Матриархия - Павел Вячеславович Давыденко 10 стр.


Мертвецы везде.

Солнце знай, припекает, заставляя трупы источать сладко-приторные миазмы, и от воздуха горечь во рту.

Обычный денек. Даже сейчас трудно представить, что безумие будет длиться вечно и что к нему нужно привыкнуть.

Да, спустя несколько месяцев, мы привыкнем к тому, что невозможно вообразить, ведь человеческий мозг быстро приспосабливается к новым условиям.

И прежний мир исчезнет.

- Ее там нет, - сказал Юрец. - Бессмыслица какая-то. И мне не нравится, когда мы долго стоим на одном месте. - Он передернул плечами.

- Вы как хотите, а я должен найти свою дочку.

Рифат обошел заграждение из мертвецов сбоку, прижимаясь к поржавевшему гаражу. Я заметил амбарный замок - серый, с хромированной дужкой.

Мы вышли из машины. Сирена не стихала и все плакала, подвывая.

Оля взглянула на меня, и в углах губ появились трогательные складочки.

- Идиотизм, - пробормотал Юрец. - Мы что, правда пойдем ТУДА?

Рифат наступил на синюшную ладонь, прямо вдавил пальцы в асфальт. Еще одна иголочка реализма кольнула грудь. Выбеленные, скрюченные пальцы, а кисть напоминает сплющенную каракатицу.

Послышался свист. Он нарастал, нарастал - с похожим ревом взлетают реактивные самолеты, следом задрожала земля, ощутимо так затряслась.

Многоэтажка чуть вспухла. А после очень-очень долго разлеталась. Я видел, как рассоединяются светлые кирпичики, видел оранжевое пламя между щелей, бетонную крошку - как мелкая бежевая пудра. Она сразу исчезла, растворилась в ярком, как расплавленная сталь, зареве.

Горячий воздух лижет кожу на руках и ногах. Земля уплывает куда-то, и я лечу, а сам вижу скелет многоэтажки, подсвеченный изнутри. Перед глазами мелькают шероховатые кадры старой съемки: ширится и растет газовый «гриб», на ядерном полигоне.

Затылок печет кипяток. Сначала больно, а потом кожа привыкает, как к горячей ванне. Удар в спину, или это я наткнулся на что-то твердое - гараж, или может, наша тачка.

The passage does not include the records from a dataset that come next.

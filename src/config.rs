// src/config.rs
//! Pipeline configuration loaded from TOML.
//!
//! Resolution: `$DEAL_PIPELINE_CONFIG` → `config/pipeline.toml` → built-in
//! defaults. A file that exists but fails to parse is an error. Secrets can be
//! written as `"ENV"` and are then read from the environment.

use anyhow::{anyhow, Context, Result};
use serde::Deserialize;
use std::collections::BTreeMap;
use std::fs;
use std::path::{Path, PathBuf};

use crate::extract::JsonStrategy;

// --- env defaults & names ---
pub const DEFAULT_CONFIG_PATH: &str = "config/pipeline.toml";
pub const ENV_CONFIG_PATH: &str = "DEAL_PIPELINE_CONFIG";
pub const ENV_CLASSIFIER_THRESHOLD: &str = "DEAL_CLASSIFIER_THRESHOLD";
pub const ENV_GNEWS_API_KEY: &str = "GNEWS_API_KEY";

pub const DEFAULT_CLASSIFIER_THRESHOLD: u32 = 3;

#[derive(Debug, Clone, Default, Deserialize)]
#[serde(default)]
pub struct PipelineConfig {
    pub fetch: FetchConfig,
    pub keyword_filter: KeywordFilterConfig,
    pub classifier: ClassifierConfig,
    pub llm: LlmConfig,
    pub storage: StorageConfig,
}

#[derive(Debug, Clone, Copy, Default, PartialEq, Eq, Deserialize)]
#[serde(rename_all = "lowercase")]
pub enum FetchProvider {
    #[default]
    Gnews,
    Gdelt,
}

#[derive(Debug, Clone, Deserialize)]
#[serde(default)]
pub struct FetchConfig {
    pub provider: FetchProvider,
    /// Literal key, or "ENV" to read `GNEWS_API_KEY`.
    pub api_key: String,
    pub language: String,
    pub max_per_query: u32,
    pub queries: Vec<String>,
    pub gnews_base_url: String,
    pub gdelt_base_url: String,
    pub max_retries: u32,
    pub wait_seconds: u64,
    pub timeout_secs: u64,
}

impl Default for FetchConfig {
    fn default() -> Self {
        Self {
            provider: FetchProvider::Gnews,
            api_key: "ENV".to_string(),
            language: "en".to_string(),
            max_per_query: 5,
            queries: default_queries(),
            gnews_base_url: "https://gnews.io/api/v4/search".to_string(),
            gdelt_base_url: "https://api.gdeltproject.org/api/v2/doc/doc".to_string(),
            max_retries: 3,
            wait_seconds: 5,
            timeout_secs: 10,
        }
    }
}

fn default_queries() -> Vec<String> {
    [
        "defense company secured contract",
        "military procurement order awarded",
        "arms manufacturer won deal",
        "drone company signed agreement army",
        "defense firm to supply systems",
        "military modernization contract",
        "government defense contract awarded",
    ]
    .into_iter()
    .map(String::from)
    .collect()
}

#[derive(Debug, Clone, Deserialize)]
#[serde(default)]
pub struct KeywordFilterConfig {
    pub enabled: bool,
    pub product: Vec<String>,
    pub deal: Vec<String>,
    pub context: Vec<String>,
}

impl Default for KeywordFilterConfig {
    fn default() -> Self {
        let list = |xs: &[&str]| xs.iter().map(|s| s.to_string()).collect::<Vec<_>>();
        Self {
            enabled: false,
            product: list(&["drone", "uav", "counter drone", "unmanned vehicle", "CUAS"]),
            deal: list(&["contract", "deal", "procurement", "order", "awarded", "signed"]),
            context: list(&["military", "army", "defense", "navy", "air force"]),
        }
    }
}

#[derive(Debug, Clone, Deserialize)]
#[serde(default)]
pub struct ClassifierConfig {
    pub threshold: u32,
    pub weights: BTreeMap<String, u32>,
}

impl Default for ClassifierConfig {
    fn default() -> Self {
        Self {
            threshold: DEFAULT_CLASSIFIER_THRESHOLD,
            weights: default_weights(),
        }
    }
}

pub fn default_weights() -> BTreeMap<String, u32> {
    [
        ("contract", 3),
        ("deal", 3),
        ("worth", 2),
        ("million", 3),
        ("billion", 3),
        ("awarded", 2),
        ("signed", 2),
        ("order", 2),
        ("$", 3),
    ]
    .into_iter()
    .map(|(k, w)| (k.to_string(), w))
    .collect()
}

#[derive(Debug, Clone, Deserialize)]
#[serde(default)]
pub struct LlmConfig {
    pub base_url: String,
    pub model: String,
    pub timeout_secs: u64,
    pub json_strategy: JsonStrategy,
    /// When set, responses are cached on disk keyed by article text.
    pub cache_dir: Option<PathBuf>,
    /// Max real model calls per UTC day (only with `cache_dir`).
    pub daily_limit: Option<u32>,
}

impl Default for LlmConfig {
    fn default() -> Self {
        Self {
            base_url: "http://localhost:11434".to_string(),
            model: "llama3".to_string(),
            timeout_secs: 120,
            json_strategy: JsonStrategy::BraceSpan,
            cache_dir: None,
            daily_limit: None,
        }
    }
}

#[derive(Debug, Clone, Deserialize)]
#[serde(default)]
pub struct StorageConfig {
    /// An empty string disables the writer.
    #[serde(deserialize_with = "empty_path_as_none")]
    pub csv_path: Option<PathBuf>,
    #[serde(deserialize_with = "empty_path_as_none")]
    pub sqlite_path: Option<PathBuf>,
}

fn empty_path_as_none<'de, D>(de: D) -> std::result::Result<Option<PathBuf>, D::Error>
where
    D: serde::Deserializer<'de>,
{
    let raw = String::deserialize(de)?;
    let trimmed = raw.trim();
    Ok((!trimmed.is_empty()).then(|| PathBuf::from(trimmed)))
}

impl Default for StorageConfig {
    fn default() -> Self {
        Self {
            csv_path: Some(PathBuf::from("deals_database.csv")),
            sqlite_path: Some(PathBuf::from("deals_database.db")),
        }
    }
}

// parse optional threshold env; invalid values are ignored
fn parse_threshold_env(raw: Option<String>) -> Option<u32> {
    raw.and_then(|s| s.trim().parse::<u32>().ok())
}

impl PipelineConfig {
    /// Parse a TOML document; missing sections fall back to defaults.
    pub fn from_toml_str(s: &str) -> Result<Self> {
        let cfg: PipelineConfig = toml::from_str(s).context("parsing pipeline config toml")?;
        Ok(cfg)
    }

    /// Load from an explicit path and apply environment overrides.
    pub fn load_from(path: &Path) -> Result<Self> {
        let content = fs::read_to_string(path)
            .with_context(|| format!("reading pipeline config from {}", path.display()))?;
        let mut cfg = Self::from_toml_str(&content)
            .with_context(|| format!("in {}", path.display()))?;
        cfg.apply_env_overrides();
        Ok(cfg)
    }

    /// Load using env var + fallbacks:
    /// 1) $DEAL_PIPELINE_CONFIG (must exist)
    /// 2) config/pipeline.toml
    /// 3) built-in defaults
    pub fn load_default() -> Result<Self> {
        if let Ok(p) = std::env::var(ENV_CONFIG_PATH) {
            let pb = PathBuf::from(p);
            if !pb.exists() {
                return Err(anyhow!(
                    "{ENV_CONFIG_PATH} points to non-existent path {}",
                    pb.display()
                ));
            }
            return Self::load_from(&pb);
        }
        let default_path = PathBuf::from(DEFAULT_CONFIG_PATH);
        if default_path.exists() {
            return Self::load_from(&default_path);
        }
        let mut cfg = Self::default();
        cfg.apply_env_overrides();
        Ok(cfg)
    }

    fn apply_env_overrides(&mut self) {
        if let Some(t) = parse_threshold_env(std::env::var(ENV_CLASSIFIER_THRESHOLD).ok()) {
            self.classifier.threshold = t;
        }
    }

    /// Resolve the news API key, reading `GNEWS_API_KEY` when configured as "ENV".
    pub fn resolve_api_key(&self) -> Result<String> {
        let key = self.fetch.api_key.trim();
        if key.eq_ignore_ascii_case("env") {
            return std::env::var(ENV_GNEWS_API_KEY)
                .map_err(|_| anyhow!("Missing {ENV_GNEWS_API_KEY} env var"));
        }
        Ok(key.to_string())
    }
}

#[cfg(test)]
mod tests {
    use super::*;
    use std::env;

    #[test]
    fn empty_document_yields_defaults() {
        let cfg = PipelineConfig::from_toml_str("").unwrap();
        assert_eq!(cfg.classifier.threshold, 3);
        assert_eq!(cfg.classifier.weights.get("$"), Some(&3));
        assert_eq!(cfg.fetch.queries.len(), 7);
        assert_eq!(cfg.llm.model, "llama3");
        assert_eq!(cfg.llm.json_strategy, JsonStrategy::BraceSpan);
        assert!(!cfg.keyword_filter.enabled);
    }

    #[test]
    fn sections_override_selectively() {
        let cfg = PipelineConfig::from_toml_str(
            r#"
            [fetch]
            provider = "gdelt"
            queries = ["navy frigate order"]

            [classifier]
            threshold = 5

            [llm]
            json_strategy = "scan"
            daily_limit = 50

            [storage]
            csv_path = "out/deals.csv"
            sqlite_path = ""
            "#,
        )
        .unwrap();
        assert_eq!(cfg.fetch.provider, FetchProvider::Gdelt);
        assert_eq!(cfg.fetch.queries, vec!["navy frigate order".to_string()]);
        assert_eq!(cfg.fetch.max_per_query, 5);
        assert_eq!(cfg.classifier.threshold, 5);
        // Providing [classifier] without weights keeps the default table.
        assert_eq!(cfg.classifier.weights.len(), 9);
        assert_eq!(cfg.llm.json_strategy, JsonStrategy::Scan);
        assert_eq!(cfg.llm.daily_limit, Some(50));
        assert_eq!(cfg.storage.csv_path, Some(PathBuf::from("out/deals.csv")));
        assert_eq!(cfg.storage.sqlite_path, None);
    }

    #[test]
    fn invalid_toml_is_an_error() {
        assert!(PipelineConfig::from_toml_str("[classifier]\nthreshold = \"high\"").is_err());
    }

    #[test]
    fn threshold_env_parse() {
        assert_eq!(parse_threshold_env(Some(" 7 ".into())), Some(7));
        assert_eq!(parse_threshold_env(Some("-1".into())), None);
        assert_eq!(parse_threshold_env(None), None);
    }

    #[serial_test::serial]
    #[test]
    fn api_key_literal_or_env() {
        let mut cfg = PipelineConfig::default();
        cfg.fetch.api_key = "abc123".into();
        assert_eq!(cfg.resolve_api_key().unwrap(), "abc123");

        cfg.fetch.api_key = "ENV".into();
        env::set_var(ENV_GNEWS_API_KEY, "from-env");
        assert_eq!(cfg.resolve_api_key().unwrap(), "from-env");
        env::remove_var(ENV_GNEWS_API_KEY);
        assert!(cfg.resolve_api_key().is_err());
    }

    #[serial_test::serial]
    #[test]
    fn default_uses_env_then_fallbacks() {
        // Isolate CWD so the repo's own config/ is not read.
        let old = env::current_dir().unwrap();
        let tmp = tempfile::tempdir().unwrap();
        env::set_current_dir(tmp.path()).unwrap();
        env::remove_var(ENV_CONFIG_PATH);
        env::remove_var(ENV_CLASSIFIER_THRESHOLD);

        let cfg = PipelineConfig::load_default().unwrap();
        assert_eq!(cfg.classifier.threshold, 3);

        fs::create_dir_all(tmp.path().join("config")).unwrap();
        fs::write(
            tmp.path().join(DEFAULT_CONFIG_PATH),
            "[classifier]\nthreshold = 4\n",
        )
        .unwrap();
        assert_eq!(PipelineConfig::load_default().unwrap().classifier.threshold, 4);

        let p_env = tmp.path().join("other.toml");
        fs::write(&p_env, "[classifier]\nthreshold = 6\n").unwrap();
        env::set_var(ENV_CONFIG_PATH, p_env.display().to_string());
        assert_eq!(PipelineConfig::load_default().unwrap().classifier.threshold, 6);

        env::set_var(ENV_CLASSIFIER_THRESHOLD, "9");
        assert_eq!(PipelineConfig::load_default().unwrap().classifier.threshold, 9);
        env::remove_var(ENV_CLASSIFIER_THRESHOLD);

        env::set_var(ENV_CONFIG_PATH, tmp.path().join("missing.toml").display().to_string());
        assert!(PipelineConfig::load_default().is_err());
        env::remove_var(ENV_CONFIG_PATH);

        env::set_current_dir(&old).unwrap();
    }
}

Мелькнуло взорвавшееся здание, но уже в карандашном варианте, и передо мной возникло лицо той женщины, «Дурунен».

А после мир захлестнула чащоба грифельных завитков.

Глава 8 ИСААК

Айзек не любил просыпаться. Утром организм будто собран из чужих, просроченных органов, и работают они в полной рассогласованности. Отсюда и боль в мышцах и ломота в костях, отсюда мутное сознание, сушняк и тремор.

В стену кто-то стучит, ритмично. Стало быть, Толик или может Фаза, долбит с утра пораньше одну из шлюшек.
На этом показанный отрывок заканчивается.